> [Aim of the exercise] Take from the records below each line that holds "downgrade".

Extracted data entries

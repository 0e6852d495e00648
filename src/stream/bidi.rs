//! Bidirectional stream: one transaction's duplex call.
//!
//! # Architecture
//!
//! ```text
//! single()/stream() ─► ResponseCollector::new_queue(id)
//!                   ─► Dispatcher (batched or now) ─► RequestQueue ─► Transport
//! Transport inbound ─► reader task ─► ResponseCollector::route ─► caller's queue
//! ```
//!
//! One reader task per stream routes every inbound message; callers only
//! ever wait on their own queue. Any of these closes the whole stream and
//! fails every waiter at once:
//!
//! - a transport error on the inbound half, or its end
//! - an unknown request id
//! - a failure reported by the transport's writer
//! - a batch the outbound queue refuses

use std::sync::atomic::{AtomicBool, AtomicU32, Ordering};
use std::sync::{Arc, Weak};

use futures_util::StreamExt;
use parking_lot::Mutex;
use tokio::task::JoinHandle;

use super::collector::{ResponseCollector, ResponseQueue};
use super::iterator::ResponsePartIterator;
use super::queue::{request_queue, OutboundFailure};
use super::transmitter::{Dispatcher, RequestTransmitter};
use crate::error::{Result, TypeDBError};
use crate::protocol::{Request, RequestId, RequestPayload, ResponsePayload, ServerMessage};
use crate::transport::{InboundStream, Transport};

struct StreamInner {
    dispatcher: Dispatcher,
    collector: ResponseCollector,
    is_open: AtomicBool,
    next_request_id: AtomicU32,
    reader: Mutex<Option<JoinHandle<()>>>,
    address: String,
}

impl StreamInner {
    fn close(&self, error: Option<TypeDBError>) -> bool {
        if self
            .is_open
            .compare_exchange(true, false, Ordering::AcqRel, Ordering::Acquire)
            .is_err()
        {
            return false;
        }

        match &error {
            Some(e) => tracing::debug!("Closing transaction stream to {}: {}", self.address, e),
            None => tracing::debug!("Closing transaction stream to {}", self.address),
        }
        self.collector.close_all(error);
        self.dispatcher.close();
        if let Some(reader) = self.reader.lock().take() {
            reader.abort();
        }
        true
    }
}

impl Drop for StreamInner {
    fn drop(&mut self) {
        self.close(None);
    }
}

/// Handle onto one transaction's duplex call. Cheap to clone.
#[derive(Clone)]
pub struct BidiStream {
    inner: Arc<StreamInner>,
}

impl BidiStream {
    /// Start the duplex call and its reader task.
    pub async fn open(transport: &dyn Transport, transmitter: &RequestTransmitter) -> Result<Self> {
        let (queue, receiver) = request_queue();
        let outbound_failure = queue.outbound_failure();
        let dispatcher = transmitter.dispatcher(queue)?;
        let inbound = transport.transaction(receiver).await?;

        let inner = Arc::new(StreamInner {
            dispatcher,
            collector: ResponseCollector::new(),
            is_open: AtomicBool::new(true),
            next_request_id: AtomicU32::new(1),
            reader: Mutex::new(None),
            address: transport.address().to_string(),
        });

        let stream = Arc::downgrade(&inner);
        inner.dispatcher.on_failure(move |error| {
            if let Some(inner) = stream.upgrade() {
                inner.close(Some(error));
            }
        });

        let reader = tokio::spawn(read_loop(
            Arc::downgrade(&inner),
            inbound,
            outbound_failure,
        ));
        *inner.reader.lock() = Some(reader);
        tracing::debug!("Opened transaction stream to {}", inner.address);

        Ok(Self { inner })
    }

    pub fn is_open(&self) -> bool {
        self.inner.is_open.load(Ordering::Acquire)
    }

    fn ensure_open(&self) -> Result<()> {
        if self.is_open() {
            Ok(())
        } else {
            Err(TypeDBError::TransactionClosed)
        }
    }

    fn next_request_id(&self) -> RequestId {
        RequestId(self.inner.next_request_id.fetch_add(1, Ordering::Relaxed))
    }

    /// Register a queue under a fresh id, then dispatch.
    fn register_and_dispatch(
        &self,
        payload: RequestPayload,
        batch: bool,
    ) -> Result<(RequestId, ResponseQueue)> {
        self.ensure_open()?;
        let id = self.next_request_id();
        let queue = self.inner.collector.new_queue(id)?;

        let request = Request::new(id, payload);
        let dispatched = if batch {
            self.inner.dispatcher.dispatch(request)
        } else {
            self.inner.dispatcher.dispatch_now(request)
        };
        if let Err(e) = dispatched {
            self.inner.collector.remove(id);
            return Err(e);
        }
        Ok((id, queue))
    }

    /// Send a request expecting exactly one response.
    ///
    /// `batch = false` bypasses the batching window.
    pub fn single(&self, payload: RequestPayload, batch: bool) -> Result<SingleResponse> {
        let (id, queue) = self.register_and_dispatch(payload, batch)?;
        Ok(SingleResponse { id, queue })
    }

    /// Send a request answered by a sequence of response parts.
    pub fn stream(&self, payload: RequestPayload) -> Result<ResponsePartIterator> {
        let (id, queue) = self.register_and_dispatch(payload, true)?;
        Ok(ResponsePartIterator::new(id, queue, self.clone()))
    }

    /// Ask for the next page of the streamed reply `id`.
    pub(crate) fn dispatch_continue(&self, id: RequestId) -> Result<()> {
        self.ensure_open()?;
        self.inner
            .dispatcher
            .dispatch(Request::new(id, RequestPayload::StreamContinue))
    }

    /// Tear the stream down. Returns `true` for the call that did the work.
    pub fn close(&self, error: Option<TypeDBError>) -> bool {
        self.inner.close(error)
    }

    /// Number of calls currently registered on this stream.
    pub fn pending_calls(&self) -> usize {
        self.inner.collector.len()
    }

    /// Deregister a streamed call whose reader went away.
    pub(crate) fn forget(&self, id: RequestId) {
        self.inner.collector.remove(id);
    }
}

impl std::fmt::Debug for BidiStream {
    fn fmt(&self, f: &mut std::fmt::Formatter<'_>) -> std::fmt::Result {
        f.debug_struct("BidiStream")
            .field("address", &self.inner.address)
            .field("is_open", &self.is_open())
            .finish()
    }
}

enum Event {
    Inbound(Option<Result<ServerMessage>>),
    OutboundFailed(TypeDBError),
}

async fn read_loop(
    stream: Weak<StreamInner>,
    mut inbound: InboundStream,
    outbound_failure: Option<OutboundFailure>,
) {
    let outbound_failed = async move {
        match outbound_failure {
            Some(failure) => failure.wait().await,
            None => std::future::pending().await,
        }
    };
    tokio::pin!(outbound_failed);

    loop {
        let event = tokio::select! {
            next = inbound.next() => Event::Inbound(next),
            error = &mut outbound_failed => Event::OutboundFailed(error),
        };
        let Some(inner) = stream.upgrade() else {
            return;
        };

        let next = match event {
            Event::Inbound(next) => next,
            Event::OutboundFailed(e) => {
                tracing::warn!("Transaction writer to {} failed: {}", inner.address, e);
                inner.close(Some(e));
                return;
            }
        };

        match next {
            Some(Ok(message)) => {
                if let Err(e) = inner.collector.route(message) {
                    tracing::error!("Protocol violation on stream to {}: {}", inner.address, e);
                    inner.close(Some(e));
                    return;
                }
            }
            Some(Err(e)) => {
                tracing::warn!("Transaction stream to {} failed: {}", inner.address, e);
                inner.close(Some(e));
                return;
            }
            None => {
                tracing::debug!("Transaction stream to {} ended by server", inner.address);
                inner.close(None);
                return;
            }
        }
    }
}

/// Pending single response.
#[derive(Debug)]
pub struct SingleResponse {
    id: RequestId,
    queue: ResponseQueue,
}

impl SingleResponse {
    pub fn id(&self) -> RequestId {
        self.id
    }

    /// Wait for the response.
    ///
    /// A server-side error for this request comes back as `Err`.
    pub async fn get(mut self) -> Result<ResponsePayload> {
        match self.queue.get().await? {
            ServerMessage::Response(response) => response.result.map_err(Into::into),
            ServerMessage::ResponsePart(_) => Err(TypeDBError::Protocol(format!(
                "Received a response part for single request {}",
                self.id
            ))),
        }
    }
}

---

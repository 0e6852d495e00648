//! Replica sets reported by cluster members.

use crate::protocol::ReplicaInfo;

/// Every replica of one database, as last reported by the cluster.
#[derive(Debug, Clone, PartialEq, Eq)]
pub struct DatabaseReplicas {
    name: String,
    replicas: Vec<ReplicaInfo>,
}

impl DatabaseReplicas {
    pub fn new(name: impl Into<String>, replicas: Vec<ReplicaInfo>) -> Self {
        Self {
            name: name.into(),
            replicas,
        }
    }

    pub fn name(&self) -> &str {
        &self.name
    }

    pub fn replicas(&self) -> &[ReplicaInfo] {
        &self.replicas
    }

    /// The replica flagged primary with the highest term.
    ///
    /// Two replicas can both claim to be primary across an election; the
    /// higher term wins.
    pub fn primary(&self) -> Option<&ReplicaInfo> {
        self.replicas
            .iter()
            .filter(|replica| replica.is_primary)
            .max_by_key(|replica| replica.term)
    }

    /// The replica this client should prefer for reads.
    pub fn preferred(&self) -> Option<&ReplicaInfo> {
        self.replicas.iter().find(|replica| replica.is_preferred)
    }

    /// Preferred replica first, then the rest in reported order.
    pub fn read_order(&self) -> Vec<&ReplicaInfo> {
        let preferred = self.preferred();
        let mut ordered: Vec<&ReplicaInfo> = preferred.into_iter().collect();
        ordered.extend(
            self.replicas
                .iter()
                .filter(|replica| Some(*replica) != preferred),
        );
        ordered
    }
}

...

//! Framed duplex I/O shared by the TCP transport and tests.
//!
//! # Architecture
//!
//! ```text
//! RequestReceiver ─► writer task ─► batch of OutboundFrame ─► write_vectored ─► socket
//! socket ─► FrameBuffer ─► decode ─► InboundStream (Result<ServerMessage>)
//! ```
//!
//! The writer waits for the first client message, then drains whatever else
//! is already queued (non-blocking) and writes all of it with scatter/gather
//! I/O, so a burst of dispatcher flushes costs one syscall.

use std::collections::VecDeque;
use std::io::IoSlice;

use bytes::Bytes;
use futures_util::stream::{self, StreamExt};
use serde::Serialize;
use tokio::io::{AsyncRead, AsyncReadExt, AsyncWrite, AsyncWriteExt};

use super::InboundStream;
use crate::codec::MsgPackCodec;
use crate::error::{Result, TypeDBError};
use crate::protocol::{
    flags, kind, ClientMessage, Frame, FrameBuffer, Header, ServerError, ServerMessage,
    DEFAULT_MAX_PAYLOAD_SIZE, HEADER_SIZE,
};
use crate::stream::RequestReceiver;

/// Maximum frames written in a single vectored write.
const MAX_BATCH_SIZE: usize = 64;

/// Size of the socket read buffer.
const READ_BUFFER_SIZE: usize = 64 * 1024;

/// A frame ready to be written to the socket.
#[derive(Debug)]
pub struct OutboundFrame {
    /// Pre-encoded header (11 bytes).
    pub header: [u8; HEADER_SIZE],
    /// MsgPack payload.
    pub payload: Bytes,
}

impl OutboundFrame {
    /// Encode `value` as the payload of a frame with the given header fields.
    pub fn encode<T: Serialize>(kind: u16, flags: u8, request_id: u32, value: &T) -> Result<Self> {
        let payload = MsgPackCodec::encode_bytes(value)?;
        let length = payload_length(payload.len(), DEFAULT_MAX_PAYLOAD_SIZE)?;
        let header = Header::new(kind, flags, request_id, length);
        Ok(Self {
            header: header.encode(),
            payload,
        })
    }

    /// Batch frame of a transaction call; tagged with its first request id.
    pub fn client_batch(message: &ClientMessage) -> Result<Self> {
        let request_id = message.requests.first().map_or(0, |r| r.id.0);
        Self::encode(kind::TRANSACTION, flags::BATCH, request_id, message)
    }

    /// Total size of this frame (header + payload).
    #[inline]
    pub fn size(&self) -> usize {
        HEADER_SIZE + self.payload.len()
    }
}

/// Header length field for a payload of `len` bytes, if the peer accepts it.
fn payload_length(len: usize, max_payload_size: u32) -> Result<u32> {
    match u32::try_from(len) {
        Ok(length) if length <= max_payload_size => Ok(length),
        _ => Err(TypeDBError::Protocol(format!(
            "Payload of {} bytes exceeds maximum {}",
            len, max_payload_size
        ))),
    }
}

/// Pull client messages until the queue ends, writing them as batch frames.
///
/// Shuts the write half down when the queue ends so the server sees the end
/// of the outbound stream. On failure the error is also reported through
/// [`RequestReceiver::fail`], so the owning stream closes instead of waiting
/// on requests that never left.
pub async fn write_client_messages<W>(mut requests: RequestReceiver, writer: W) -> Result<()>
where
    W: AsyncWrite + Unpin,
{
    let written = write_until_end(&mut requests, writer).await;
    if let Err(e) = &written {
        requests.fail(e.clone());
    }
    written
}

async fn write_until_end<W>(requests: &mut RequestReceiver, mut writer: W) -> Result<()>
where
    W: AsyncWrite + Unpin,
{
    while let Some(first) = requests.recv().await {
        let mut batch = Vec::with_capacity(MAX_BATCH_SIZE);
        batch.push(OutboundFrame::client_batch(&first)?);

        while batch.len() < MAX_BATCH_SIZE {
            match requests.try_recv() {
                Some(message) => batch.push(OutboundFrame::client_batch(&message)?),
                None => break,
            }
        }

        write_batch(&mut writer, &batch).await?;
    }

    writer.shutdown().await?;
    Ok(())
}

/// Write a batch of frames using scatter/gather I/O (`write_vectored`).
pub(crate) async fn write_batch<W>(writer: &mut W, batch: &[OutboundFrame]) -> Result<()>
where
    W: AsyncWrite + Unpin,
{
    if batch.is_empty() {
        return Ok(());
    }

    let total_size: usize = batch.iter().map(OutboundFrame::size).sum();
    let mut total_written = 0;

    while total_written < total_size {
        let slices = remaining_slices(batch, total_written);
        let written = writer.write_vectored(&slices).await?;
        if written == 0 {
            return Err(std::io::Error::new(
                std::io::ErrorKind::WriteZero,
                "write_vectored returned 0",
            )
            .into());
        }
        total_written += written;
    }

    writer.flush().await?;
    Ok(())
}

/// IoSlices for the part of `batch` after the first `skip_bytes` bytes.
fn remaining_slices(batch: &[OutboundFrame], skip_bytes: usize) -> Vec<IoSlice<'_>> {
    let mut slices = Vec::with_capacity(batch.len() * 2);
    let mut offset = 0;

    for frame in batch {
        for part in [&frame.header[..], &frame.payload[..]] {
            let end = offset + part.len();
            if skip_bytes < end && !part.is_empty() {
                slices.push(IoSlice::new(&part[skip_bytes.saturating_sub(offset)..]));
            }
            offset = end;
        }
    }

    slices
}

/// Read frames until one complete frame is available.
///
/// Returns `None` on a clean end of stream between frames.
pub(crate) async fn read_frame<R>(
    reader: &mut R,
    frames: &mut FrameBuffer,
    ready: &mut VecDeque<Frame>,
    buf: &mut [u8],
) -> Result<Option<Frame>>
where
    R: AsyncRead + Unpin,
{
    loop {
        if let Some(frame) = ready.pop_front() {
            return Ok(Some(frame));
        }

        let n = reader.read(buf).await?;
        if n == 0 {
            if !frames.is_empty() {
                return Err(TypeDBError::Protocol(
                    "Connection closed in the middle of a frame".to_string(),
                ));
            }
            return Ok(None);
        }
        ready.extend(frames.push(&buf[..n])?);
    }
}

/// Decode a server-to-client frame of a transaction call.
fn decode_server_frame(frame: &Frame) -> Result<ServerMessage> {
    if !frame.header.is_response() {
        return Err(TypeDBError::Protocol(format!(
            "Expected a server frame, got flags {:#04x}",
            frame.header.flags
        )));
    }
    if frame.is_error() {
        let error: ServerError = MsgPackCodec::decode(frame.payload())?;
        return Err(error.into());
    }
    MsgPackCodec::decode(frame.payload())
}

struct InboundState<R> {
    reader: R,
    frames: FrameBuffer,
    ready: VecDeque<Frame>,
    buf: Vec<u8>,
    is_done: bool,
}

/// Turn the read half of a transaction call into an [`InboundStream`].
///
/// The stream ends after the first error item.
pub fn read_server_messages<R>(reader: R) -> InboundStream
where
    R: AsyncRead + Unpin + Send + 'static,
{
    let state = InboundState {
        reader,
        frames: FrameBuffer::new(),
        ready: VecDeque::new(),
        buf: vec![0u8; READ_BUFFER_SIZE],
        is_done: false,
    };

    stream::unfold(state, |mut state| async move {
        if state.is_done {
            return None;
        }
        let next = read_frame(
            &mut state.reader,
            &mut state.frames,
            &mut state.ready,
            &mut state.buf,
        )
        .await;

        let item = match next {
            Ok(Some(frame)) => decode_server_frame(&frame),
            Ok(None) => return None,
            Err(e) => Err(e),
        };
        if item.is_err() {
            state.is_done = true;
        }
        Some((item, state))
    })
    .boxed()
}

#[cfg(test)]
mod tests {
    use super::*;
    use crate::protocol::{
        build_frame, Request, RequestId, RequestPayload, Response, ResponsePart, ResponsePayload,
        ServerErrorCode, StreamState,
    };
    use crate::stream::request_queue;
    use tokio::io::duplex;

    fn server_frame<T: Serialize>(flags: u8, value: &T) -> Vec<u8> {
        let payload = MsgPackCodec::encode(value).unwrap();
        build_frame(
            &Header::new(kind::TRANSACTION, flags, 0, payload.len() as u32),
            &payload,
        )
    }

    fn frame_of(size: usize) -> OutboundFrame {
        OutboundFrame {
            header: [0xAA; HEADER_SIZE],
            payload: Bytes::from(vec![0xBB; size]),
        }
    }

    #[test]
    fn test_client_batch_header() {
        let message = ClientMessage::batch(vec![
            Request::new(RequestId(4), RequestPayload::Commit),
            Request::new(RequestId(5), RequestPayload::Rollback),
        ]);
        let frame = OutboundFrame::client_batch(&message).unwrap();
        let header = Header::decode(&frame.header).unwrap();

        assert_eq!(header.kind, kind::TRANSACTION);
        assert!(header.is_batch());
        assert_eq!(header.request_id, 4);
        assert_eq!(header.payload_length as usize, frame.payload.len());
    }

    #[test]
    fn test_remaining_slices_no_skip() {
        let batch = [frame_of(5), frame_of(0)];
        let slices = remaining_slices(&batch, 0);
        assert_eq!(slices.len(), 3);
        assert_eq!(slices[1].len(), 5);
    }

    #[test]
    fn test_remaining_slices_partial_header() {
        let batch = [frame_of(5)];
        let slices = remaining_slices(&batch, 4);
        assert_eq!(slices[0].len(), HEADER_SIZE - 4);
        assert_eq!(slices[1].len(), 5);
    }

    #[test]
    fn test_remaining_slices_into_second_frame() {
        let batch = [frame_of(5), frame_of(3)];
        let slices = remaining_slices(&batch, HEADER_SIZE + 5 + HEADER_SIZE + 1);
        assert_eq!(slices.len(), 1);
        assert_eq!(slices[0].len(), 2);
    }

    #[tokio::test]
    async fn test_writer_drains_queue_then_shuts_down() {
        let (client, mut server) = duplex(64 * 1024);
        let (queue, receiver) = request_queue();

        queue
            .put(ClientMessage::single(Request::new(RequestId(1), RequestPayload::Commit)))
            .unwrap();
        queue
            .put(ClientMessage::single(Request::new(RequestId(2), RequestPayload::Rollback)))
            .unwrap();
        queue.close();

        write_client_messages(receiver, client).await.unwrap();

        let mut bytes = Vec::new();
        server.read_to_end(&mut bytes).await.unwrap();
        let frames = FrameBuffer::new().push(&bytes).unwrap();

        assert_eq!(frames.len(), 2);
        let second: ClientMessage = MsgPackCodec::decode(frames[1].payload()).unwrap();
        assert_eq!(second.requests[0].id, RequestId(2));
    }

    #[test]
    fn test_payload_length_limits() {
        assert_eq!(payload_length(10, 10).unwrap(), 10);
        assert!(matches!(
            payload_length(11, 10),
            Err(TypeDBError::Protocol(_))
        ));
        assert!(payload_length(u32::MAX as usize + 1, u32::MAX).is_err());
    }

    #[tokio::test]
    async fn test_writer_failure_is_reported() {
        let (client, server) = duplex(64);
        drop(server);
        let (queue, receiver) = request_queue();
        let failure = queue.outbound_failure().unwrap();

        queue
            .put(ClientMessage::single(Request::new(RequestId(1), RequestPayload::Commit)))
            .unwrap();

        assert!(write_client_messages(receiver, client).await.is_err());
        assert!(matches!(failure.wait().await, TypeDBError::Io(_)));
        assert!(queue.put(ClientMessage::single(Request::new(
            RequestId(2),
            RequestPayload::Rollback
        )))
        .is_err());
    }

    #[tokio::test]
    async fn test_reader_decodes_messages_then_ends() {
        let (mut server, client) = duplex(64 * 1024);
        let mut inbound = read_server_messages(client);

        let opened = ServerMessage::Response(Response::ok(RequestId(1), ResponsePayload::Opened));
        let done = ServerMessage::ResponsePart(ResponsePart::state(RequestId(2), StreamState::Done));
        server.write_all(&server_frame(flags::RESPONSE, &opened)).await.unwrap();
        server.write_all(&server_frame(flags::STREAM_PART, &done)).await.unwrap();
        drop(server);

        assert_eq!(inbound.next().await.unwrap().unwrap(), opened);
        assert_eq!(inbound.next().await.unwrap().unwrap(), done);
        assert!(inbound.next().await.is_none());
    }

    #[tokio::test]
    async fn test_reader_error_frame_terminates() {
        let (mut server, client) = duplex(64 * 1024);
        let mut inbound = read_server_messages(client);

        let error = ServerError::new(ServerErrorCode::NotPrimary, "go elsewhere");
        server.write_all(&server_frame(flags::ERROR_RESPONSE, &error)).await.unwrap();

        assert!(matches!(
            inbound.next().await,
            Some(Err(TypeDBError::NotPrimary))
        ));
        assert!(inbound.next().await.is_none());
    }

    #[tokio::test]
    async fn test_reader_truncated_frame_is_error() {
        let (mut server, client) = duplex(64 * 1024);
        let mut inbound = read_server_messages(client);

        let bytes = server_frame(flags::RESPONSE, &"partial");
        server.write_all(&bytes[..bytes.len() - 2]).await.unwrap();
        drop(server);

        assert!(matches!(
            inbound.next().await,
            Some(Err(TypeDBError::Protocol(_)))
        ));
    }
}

> [Answer]
        let stream = Arc::downgrade(&inner);
            Arc::downgrade(&inner),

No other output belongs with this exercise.